Edgar Allan Poe stands in the drawing room of his small cottage in the Bronx. The air is better here he told Virginia, her pale face wane. He remembered…remembered her smiling, angelic face. Such a lovely young girl. So alive! “Goddamn it!” He throws up his arms and drops to his knees and begins to pound his fists on the hard wood of the floor.

Pounding, pounding until splinters pierce his flesh and small drops of blood splash in ringlets with each bounding hit. He stops to look.

And beholds the minute craters of impacted darkness, filled with a tiny sea of corpuscles, jetsam of memory there where she once walked.

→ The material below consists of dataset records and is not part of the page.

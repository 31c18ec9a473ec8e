//! Tracing subscriber setup.

use tracing_subscriber::{layer::SubscriberExt, util::SubscriberInitExt, EnvFilter};

/// Tracing configuration.
#[derive(Debug, Clone)]
pub struct TracingConfig {
    /// Log level filter used when `RUST_LOG` is unset
    pub log_level: String,
    /// Whether to output JSON format
    pub json_output: bool,
}

impl Default for TracingConfig {
    fn default() -> Self {
        Self {
            log_level: "info".to_string(),
            json_output: false,
        }
    }
}

impl TracingConfig {
    /// Sets the fallback log level.
    #[must_use]
    pub fn with_log_level(mut self, level: impl Into<String>) -> Self {
        self.log_level = level.into();
        self
    }

    /// Enables JSON output.
    #[must_use]
    pub const fn with_json_output(mut self) -> Self {
        self.json_output = true;
        self
    }
}

/// Initializes the global tracing subscriber. Call once at startup.
pub fn init_tracing(config: &TracingConfig) {
    let filter =
        EnvFilter::try_from_default_env().unwrap_or_else(|_| EnvFilter::new(&config.log_level));

    if config.json_output {
        tracing_subscriber::registry()
            .with(filter)
            .with(tracing_subscriber::fmt::layer().json())
            .init();
    } else {
        tracing_subscriber::registry()
            .with(filter)
            .with(tracing_subscriber::fmt::layer())
            .init();
    }
}
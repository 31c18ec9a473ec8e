use crate::revocation::{RevocationRecord, RevocationStore, StoreError};
use async_trait::async_trait;
use chrono::Utc;
use redis::aio::ConnectionManager;
use redis::AsyncCommands;
use std::sync::Arc;
use tokio::sync::RwLock;

/// Shared revocation store for multi-instance deployments.
///
/// Records live under `revoked:{jti}` with a TTL equal to the remaining
/// token lifetime, so Redis performs the expiry sweep itself.
pub struct RedisRevocationStore {
    conn: Arc<RwLock<ConnectionManager>>,
}

impl RedisRevocationStore {
    /// Connects to the given Redis instance.
    pub async fn new(redis_url: &str) -> Result<Self, StoreError> {
        let client =
            redis::Client::open(redis_url).map_err(|e| StoreError::Backend(e.to_string()))?;

        let conn = ConnectionManager::new(client)
            .await
            .map_err(|e| StoreError::Backend(e.to_string()))?;

        Ok(Self {
            conn: Arc::new(RwLock::new(conn)),
        })
    }

    fn key(jti: &str) -> String {
        format!("revoked:{}", jti)
    }
}

#[async_trait]
impl RevocationStore for RedisRevocationStore {
    async fn add(&self, record: RevocationRecord) -> Result<(), StoreError> {
        // SET on an existing key overwrites an identical record, which
        // is the idempotent case.
        let ttl = (record.expires_at - Utc::now()).num_seconds().max(1) as u64;
        let value =
            serde_json::to_string(&record).map_err(|e| StoreError::Backend(e.to_string()))?;

        let mut conn = self.conn.write().await;
        conn.set_ex::<_, _, ()>(Self::key(&record.jti), value, ttl)
            .await
            .map_err(|e| StoreError::Backend(e.to_string()))?;

        Ok(())
    }

    async fn contains(&self, jti: &str) -> Result<bool, StoreError> {
        let mut conn = self.conn.write().await;
        conn.exists(Self::key(jti))
            .await
            .map_err(|e| StoreError::Backend(e.to_string()))
    }

    async fn sweep_expired(&self) -> Result<u64, StoreError> {
        // Keys carry a TTL; Redis expires them without our help.
        Ok(0)
    }
}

“I’m going back to Baltimore” he says to no one in particular. Grabbing his valise and his other boots he leaves a story unfinished on the writing desk, some gibberish about a lighthouse. His mind is twisting with drunken deliriums, he thinks he can see the beginning of space and the convoluted rivers of time unfold before him. The cosmos sprung into being and stars exploded to life in instants infinitesimal; stopping in the horseshit strewn road to the city he closes his eyes, sweating under the sun and whispers “I know it all, eureka – eureka!”

He then clutches his stomach and pitches over to vomit; frothy and pungent it lies at his feet, a maelstrom of his inner soul revealed in nonsense and spiral galaxies, in Fibonacci numbers and cryptic codes flashed from dark towers lost in mist. “Wall me up Montresor!” he screams, wiping the filth from his mustache.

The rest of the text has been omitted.